** EXTRACTED MATERIAL follows **
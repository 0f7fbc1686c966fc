//! Gateway configuration (the `gateway:` section of `jezero.yaml`).

use std::path::PathBuf;
use std::time::Duration;

use serde::Deserialize;

/// Where geometry documents come from.
#[derive(Debug, Clone, Copy, Default, PartialEq, Eq, Deserialize)]
#[serde(rename_all = "lowercase")]
pub enum GatewaySource {
    /// The remote geometry service over HTTP.
    #[default]
    Http,
    /// A local directory holding the six `*.json` files.
    Directory,
}

/// Settings for reaching the geometry documents.
#[derive(Debug, Clone, PartialEq, Eq, Deserialize)]
pub struct GatewayConfig {
    /// Service origin, e.g. `http://localhost:8000`.
    #[serde(default = "default_origin")]
    pub origin: String,

    /// Path between the origin and `geojson/<file>`.
    #[serde(default = "default_path_prefix")]
    pub path_prefix: String,

    /// Upper bound for one fetch, in milliseconds.
    #[serde(default = "default_timeout_ms")]
    pub timeout_ms: u64,

    /// Which gateway implementation to build.
    #[serde(default)]
    pub source: GatewaySource,

    /// Directory read by [`GatewaySource::Directory`].
    #[serde(default = "default_directory")]
    pub directory: PathBuf,
}

impl GatewayConfig {
    /// The per-call timeout as a [`Duration`].
    pub const fn timeout(&self) -> Duration {
        Duration::from_millis(self.timeout_ms)
    }

    /// `<origin>/<path_prefix>/geojson`, without a trailing slash.
    pub fn geojson_base(&self) -> String {
        let origin = self.origin.trim_end_matches('/');
        let prefix = self.path_prefix.trim_matches('/');
        if prefix.is_empty() {
            format!("{origin}/geojson")
        } else {
            format!("{origin}/{prefix}/geojson")
        }
    }
}

impl Default for GatewayConfig {
    fn default() -> Self {
        Self {
            origin: default_origin(),
            path_prefix: default_path_prefix(),
            timeout_ms: default_timeout_ms(),
            source: GatewaySource::default(),
            directory: default_directory(),
        }
    }
}

fn default_origin() -> String {
    "http://localhost:8000".to_owned()
}

fn default_path_prefix() -> String {
    "mars-20/api".to_owned()
}

const fn default_timeout_ms() -> u64 {
    30_000
}

fn default_directory() -> PathBuf {
    PathBuf::from("data")
}

#[cfg(test)]
mod tests {
    use super::*;

    #[test]
    fn defaults_match_service_contract() {
        let config = GatewayConfig::default();
        assert_eq!(config.timeout(), Duration::from_secs(30));
        assert_eq!(config.source, GatewaySource::Http);
        assert_eq!(
            config.geojson_base(),
            "http://localhost:8000/mars-20/api/geojson"
        );
    }

    #[test]
    fn base_url_tolerates_stray_slashes() {
        let config = GatewayConfig {
            origin: "https://example.org/".to_owned(),
            path_prefix: "/mars-20/api/".to_owned(),
            ..GatewayConfig::default()
        };
        assert_eq!(config.geojson_base(), "https://example.org/mars-20/api/geojson");

        let bare = GatewayConfig {
            path_prefix: String::new(),
            ..GatewayConfig::default()
        };
        assert_eq!(bare.geojson_base(), "http://localhost:8000/geojson");
    }
}
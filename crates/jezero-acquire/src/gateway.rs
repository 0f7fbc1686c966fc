//! Remote data gateway: one named geometry document per call.
//!
//! The orchestrator is generic over [`Gateway`], so tests can substitute a
//! scripted implementation. Production code builds a [`GeometryGateway`]
//! from configuration with [`create_gateway`], which dispatches over the
//! concrete backends by enum instead of trait objects.

use std::future::Future;
use std::path::{Path, PathBuf};
use std::time::Duration;

use jezero_types::{FeatureCollection, Slot};
use tracing::debug;

use crate::config::{GatewayConfig, GatewaySource};
use crate::error::TransportError;

/// Source of geometry documents.
///
/// A call is a single attempt: no retry, no caching. Implementations
/// enforce their own upper bound on how long a call may take.
pub trait Gateway: Send + Sync {
    /// Fetch the collection stored in `slot`'s resource.
    fn fetch_geometry(
        &self,
        slot: Slot,
    ) -> impl Future<Output = Result<FeatureCollection, TransportError>> + Send;
}

/// Decode a response body as a `FeatureCollection`.
///
/// # Errors
///
/// Returns [`TransportError::Decode`] if `body` is not JSON, or its `type`
/// tag or features do not form a `FeatureCollection`.
pub fn decode_collection(resource: &str, body: &[u8]) -> Result<FeatureCollection, TransportError> {
    serde_json::from_slice(body).map_err(|e| TransportError::Decode {
        resource: resource.to_owned(),
        message: e.to_string(),
    })
}

// ---------------------------------------------------------------------------
// HTTP
// ---------------------------------------------------------------------------

/// Fetches `GET <origin>/<path_prefix>/geojson/<file>` over HTTP.
#[derive(Debug, Clone)]
pub struct HttpGateway {
    client: reqwest::Client,
    base_url: String,
    timeout_ms: u64,
}

impl HttpGateway {
    /// Build a gateway with a client bounded by the configured timeout.
    ///
    /// # Errors
    ///
    /// Returns [`TransportError::Request`] if the HTTP client cannot be
    /// initialised (for example, no TLS backend is available).
    pub fn new(config: &GatewayConfig) -> Result<Self, TransportError> {
        let base_url = config.geojson_base();
        let client = reqwest::Client::builder()
            .timeout(config.timeout())
            .build()
            .map_err(|e| TransportError::Request {
                url: base_url.clone(),
                message: format!("failed to build HTTP client: {e}"),
            })?;
        Ok(Self {
            client,
            base_url,
            timeout_ms: config.timeout_ms,
        })
    }

    /// The full URL of `slot`'s document.
    pub fn url_for(&self, slot: Slot) -> String {
        format!("{}/{}", self.base_url, slot.filename())
    }

    fn classify(&self, url: &str, err: &reqwest::Error) -> TransportError {
        if err.is_timeout() {
            TransportError::Timeout {
                resource: url.to_owned(),
                timeout_ms: self.timeout_ms,
            }
        } else {
            TransportError::Request {
                url: url.to_owned(),
                message: err.to_string(),
            }
        }
    }
}

impl Gateway for HttpGateway {
    async fn fetch_geometry(&self, slot: Slot) -> Result<FeatureCollection, TransportError> {
        let url = self.url_for(slot);
        debug!(slot = %slot, url = %url, "fetching geometry");

        let response = self
            .client
            .get(&url)
            .send()
            .await
            .map_err(|e| self.classify(&url, &e))?;

        let status = response.status();
        if !status.is_success() {
            return Err(TransportError::Status {
                url,
                status: status.as_u16(),
            });
        }

        let body = response
            .bytes()
            .await
            .map_err(|e| self.classify(&url, &e))?;

        decode_collection(&url, &body)
    }
}

// ---------------------------------------------------------------------------
// Local directory
// ---------------------------------------------------------------------------

/// Reads `<directory>/<file>` from disk, for offline use against a copy of
/// the service's data directory.
#[derive(Debug, Clone)]
pub struct DirectoryGateway {
    root: PathBuf,
    timeout: Duration,
    timeout_ms: u64,
}

impl DirectoryGateway {
    /// Read documents from `root`, bounding each read by `timeout_ms`.
    pub fn new(root: impl Into<PathBuf>, timeout_ms: u64) -> Self {
        Self {
            root: root.into(),
            timeout: Duration::from_millis(timeout_ms),
            timeout_ms,
        }
    }

    /// The directory documents are read from.
    pub fn root(&self) -> &Path {
        &self.root
    }
}

impl Gateway for DirectoryGateway {
    async fn fetch_geometry(&self, slot: Slot) -> Result<FeatureCollection, TransportError> {
        let path = self.root.join(slot.filename());
        let shown = path.display().to_string();
        debug!(slot = %slot, path = %shown, "reading geometry");

        let body = tokio::time::timeout(self.timeout, tokio::fs::read(&path))
            .await
            .map_err(|_| TransportError::Timeout {
                resource: shown.clone(),
                timeout_ms: self.timeout_ms,
            })?
            .map_err(|e| TransportError::Read {
                path: shown.clone(),
                message: e.to_string(),
            })?;

        decode_collection(&shown, &body)
    }
}

// ---------------------------------------------------------------------------
// Dispatch
// ---------------------------------------------------------------------------

/// The configured gateway backend.
#[derive(Debug, Clone)]
pub enum GeometryGateway {
    /// Remote geometry service.
    Http(HttpGateway),
    /// Local data directory.
    Directory(DirectoryGateway),
}

impl GeometryGateway {
    /// Human-readable backend name for logging.
    pub const fn name(&self) -> &'static str {
        match self {
            Self::Http(_) => "http",
            Self::Directory(_) => "directory",
        }
    }
}

impl Gateway for GeometryGateway {
    async fn fetch_geometry(&self, slot: Slot) -> Result<FeatureCollection, TransportError> {
        match self {
            Self::Http(gateway) => gateway.fetch_geometry(slot).await,
            Self::Directory(gateway) => gateway.fetch_geometry(slot).await,
        }
    }
}

/// Build the gateway selected by `config.source`.
///
/// # Errors
///
/// Returns [`TransportError::Request`] if the HTTP client cannot be built.
pub fn create_gateway(config: &GatewayConfig) -> Result<GeometryGateway, TransportError> {
    Ok(match config.source {
        GatewaySource::Http => GeometryGateway::Http(HttpGateway::new(config)?),
        GatewaySource::Directory => GeometryGateway::Directory(DirectoryGateway::new(
            config.directory.clone(),
            config.timeout_ms,
        )),
    })
}
//! The lifecycle state slice held by the store.

use jezero_types::AppData;
use serde::{Deserialize, Serialize};
use ts_rs::TS;

/// Request lifecycle flags, last error, and merged data payload.
///
/// Values of this type are snapshots. The live copy inside a
/// [`Store`](crate::Store) only changes through
/// [`Transition`](crate::Transition)s.
#[derive(Debug, Clone, Default, PartialEq, Serialize, Deserialize, TS)]
#[ts(export, export_to = "bindings/")]
pub struct LifecycleState {
    /// True between a load request and its settlement.
    pub loading: bool,
    /// Message of the last failed load. Survives later successes unless
    /// the success payload clears it.
    pub error: Option<String>,
    /// Merged geometry data. Once present it is retained across failures.
    pub data: Option<AppData>,
}

impl LifecycleState {
    /// Whether a view should issue a "load geometries" intent now.
    ///
    /// Redundant intents are the caller's to suppress: nothing is loaded
    /// yet, nothing is in flight, and no earlier attempt failed.
    pub const fn should_request_load(&self) -> bool {
        self.data.is_none() && !self.loading && self.error.is_none()
    }
}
** End of EXTRACTED MATERIAL **
[WORK ITEM] Show the lines of the entries that include the string "localhost", copying each in full.

[RESULT FOR THIS EXERCISE]
    /// Service origin, e.g. `http://localhost:8000`.
    "http://localhost:8000".to_owned()
            "http://localhost:8000/mars-20/api/geojson"
        assert_eq!(bare.geojson_base(), "http://localhost:8000/geojson");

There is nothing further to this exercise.